A press release from Lincolnshire CC follows:
SUPPORTING PEOPLE PARTNERS 'MUST WORK TOGETHER'
A report from the Audit Commission today spotlights Lincolnshire's Supporting People programme.
Supporting People is a government initiative to fund and plan housing-related support services to a wide range of vulnerable people, such as the homeless, older people, people with learning disabilities or a mental illness.
Lincolnshire CC acts as the administering local authority (ALA) for the Supporting People programme locally, working in partnership with the following bodies:
-East Lincolnshire, West Lincolnshire and South-west Lincolnshire Primary Care Trusts
-Lincolnshire Probation Service
-City of Lincoln Council
-East Lindsey, West Lindsey, North Kesteven, South Kesteven and South Holland DCs.
Audit Commission inspectors visited Lincolnshire in May and have now published their findings.
The overall judgement is that Lincolnshire's Supporting People programme is 'poor' and has uncertain prospects for improvement. Inspectors found that current services were not offering good value for money and that partners in the programme had not been involved as fully as they needed to.
However, the report praised good working relationships with service providers and expansion of services for vulnerable people. There was also recognition for the positive response to the inspection's findings by the County Council, and steps made to introduce new ways of working.
A number of recommendations have been made to help improve the services.

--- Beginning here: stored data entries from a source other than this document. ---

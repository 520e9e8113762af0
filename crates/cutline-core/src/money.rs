//! Money helpers
//!
//! Prices travel as integer cents; display and payout math use `Decimal`.

use rust_decimal::prelude::ToPrimitive;
use rust_decimal::Decimal;

use crate::error::{CoreError, Result};

/// Smallest charge the payment provider accepts, in cents
pub const MINIMUM_CHARGE_CENTS: i64 = 50;

/// Default charge currency
pub const DEFAULT_CURRENCY: &str = "usd";

/// Convert integer cents to a dollar amount
pub fn cents_to_dollars(cents: i64) -> Decimal {
    Decimal::new(cents, 2)
}

/// Format cents as `25.00`
pub fn format_cents(cents: i64) -> String {
    format!("{:.2}", cents_to_dollars(cents))
}

/// Validate a requested charge and return it as whole cents.
///
/// Anything below the provider minimum is too small, fractional or not.
pub fn ensure_chargeable(cents: Decimal) -> Result<i64> {
    if cents < Decimal::from(MINIMUM_CHARGE_CENTS) {
        return Err(CoreError::AmountTooSmall {
            cents,
            minimum: MINIMUM_CHARGE_CENTS,
        });
    }
    if !cents.fract().is_zero() {
        return Err(CoreError::InvalidAmount(cents));
    }
    cents.to_i64().ok_or(CoreError::InvalidAmount(cents))
}

#[cfg(test)]
mod tests {
    use super::*;
    use rust_decimal_macros::dec;

    #[test]
    fn test_cents_to_dollars() {
        assert_eq!(cents_to_dollars(2500), dec!(25));
        assert_eq!(cents_to_dollars(7550), dec!(75.5));
    }

    #[test]
    fn test_format_cents() {
        assert_eq!(format_cents(2500), "25.00");
        assert_eq!(format_cents(15000), "150.00");
        assert_eq!(format_cents(5), "0.05");
    }

    #[test]
    fn test_minimum_charge() {
        assert!(ensure_chargeable(dec!(49)).is_err());
        assert!(ensure_chargeable(dec!(0)).is_err());
        assert!(ensure_chargeable(dec!(-2500)).is_err());
        assert_eq!(ensure_chargeable(dec!(50)).unwrap(), 50);
    }

    #[test]
    fn test_fractional_below_minimum_is_too_small() {
        let err = ensure_chargeable(dec!(49.5)).unwrap_err();
        assert!(matches!(err, CoreError::AmountTooSmall { .. }));
        assert_eq!(err.user_message(), "Minimum amount is $0.50");
    }

    #[test]
    fn test_fractional_cents_rejected() {
        let err = ensure_chargeable(dec!(2500.5)).unwrap_err();
        assert_eq!(err, CoreError::InvalidAmount(dec!(2500.5)));
        assert_eq!(ensure_chargeable(dec!(2500.0)).unwrap(), 2500);
    }

    #[test]
    fn test_amount_beyond_i64_rejected() {
        let huge = Decimal::from(i64::MAX) * dec!(10);
        assert_eq!(ensure_chargeable(huge), Err(CoreError::InvalidAmount(huge)));
    }
}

Lincolnshire CC will be expected to:
-Work with all the partners involved in the programme to understand why there has not been full participation and work to resolve problems
-Draw up a timetable for the development of a five year strategy and identify the roles the various partners will have in this
-Develop a user involvement strategy which allows service users to inform and influence the programme
'Clearly the report is a disappointment, however the partnership agrees that this has been an important wake-up call for all involved in the Supporting People programme in Lincolnshire,' said Jonathan Cope, strategic co-ordinator for Supporting People Lincolnshire.
'Members of the partnership have been working since the inspection to put in place action plans to make the programme operate more effectively in the future. The report highlights that despite criticism of the programme, services in Lincolnshire have expanded since the implementation of Supporting People and provide good services for vulnerable people in the county,' he added.

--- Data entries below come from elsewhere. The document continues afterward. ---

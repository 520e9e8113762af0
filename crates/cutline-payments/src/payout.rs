//! Mock crypto payout
//!
//! Stands in for converting a settled payment to BTC and sending it to the
//! owner's wallet. Nothing is transferred: the record is fabricated from the
//! current time and the fixed rate in [`cutline_core::payout`].

use chrono::Utc;
use rust_decimal::Decimal;

use cutline_core::CryptoPayout;

const UNSET_WALLET: &str = "unset";

/// Fabricates payout records for a configured wallet
#[derive(Clone, Debug)]
pub struct MockCryptoPayout {
    wallet_address: String,
}

impl Default for MockCryptoPayout {
    fn default() -> Self {
        Self::new(UNSET_WALLET)
    }
}

impl MockCryptoPayout {
    pub fn new(wallet_address: impl Into<String>) -> Self {
        Self {
            wallet_address: wallet_address.into(),
        }
    }

    pub fn wallet_address(&self) -> &str {
        &self.wallet_address
    }

    /// "Send" `amount` (major units of `currency`) to the wallet
    pub async fn process(&self, amount: Decimal, currency: &str) -> CryptoPayout {
        tracing::info!(%amount, currency, "Processing crypto payout");
        tracing::info!(wallet = %self.wallet_address, "Sending to wallet");

        let payout = CryptoPayout::mock(amount, currency, Utc::now().timestamp_millis());

        tracing::info!(
            transaction_id = %payout.transaction_id,
            crypto_amount = %payout.crypto_amount,
            crypto_currency = %payout.crypto_currency,
            "Crypto payout recorded"
        );

        payout
    }
}

#[cfg(test)]
mod tests {
    use super::*;
    use rust_decimal_macros::dec;

    #[tokio::test]
    async fn test_process_payout() {
        let payout = MockCryptoPayout::new("bc1qexample").process(dec!(150), "usd").await;

        assert!(payout.success);
        assert!(payout.transaction_id.starts_with("crypto_"));
        assert_eq!(payout.amount, dec!(150));
        assert_eq!(payout.currency, "usd");
        assert_eq!(payout.crypto_amount, "0.00375000");
        assert_eq!(payout.crypto_currency, "BTC");
    }

    #[test]
    fn test_default_wallet() {
        assert_eq!(MockCryptoPayout::default().wallet_address(), "unset");
    }
}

Despite the report's criticisms, service providers have expressed confidence in the Lincolnshire Supporting People team, describing staff as 'helpful and supportive.'
Tim Wright, head of social inclusion at Lincolnshire CC said: 'The county council understands that areas clearly need to be developed together with the other Supporting People partners.

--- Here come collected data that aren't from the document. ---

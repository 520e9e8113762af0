//! API Client

use cutline_core::Catalog;

const PRICING_PATH: &str = "/api/payment/pricing";

/// Absolute URL for an API path on the serving origin
fn api_url(path: &str) -> String {
    let origin = web_sys::window()
        .and_then(|w| w.location().origin().ok())
        .unwrap_or_else(|| "http://localhost:3000".into());
    format!("{origin}{path}")
}

/// Fetch the service catalog from the backend
pub async fn fetch_pricing() -> Result<Catalog, String> {
    let response = reqwest::get(api_url(PRICING_PATH))
        .await
        .map_err(|e| e.to_string())?;

    if !response.status().is_success() {
        return Err(format!("Pricing request failed: {}", response.status()));
    }

    response.json::<Catalog>().await.map_err(|e| e.to_string())
}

'However we would point to the fact that the report says: 'Supporting People has led to some better outcomes for a number of people in Lincolnshire; floating support services for young people with drug problems and chaotic lifestyles are demonstrating positive influences; some service users have been empowered by their experiences; and the successful bid for additional funding to create a home improvement agency will further increase the ability of Supporting People to provide services that can respond to the needs of vulnerable people. Under these circumstances it is difficult to see how the service overall can be judged as 'poor',' he added.
The report will be discussed by the county council's executive in due course.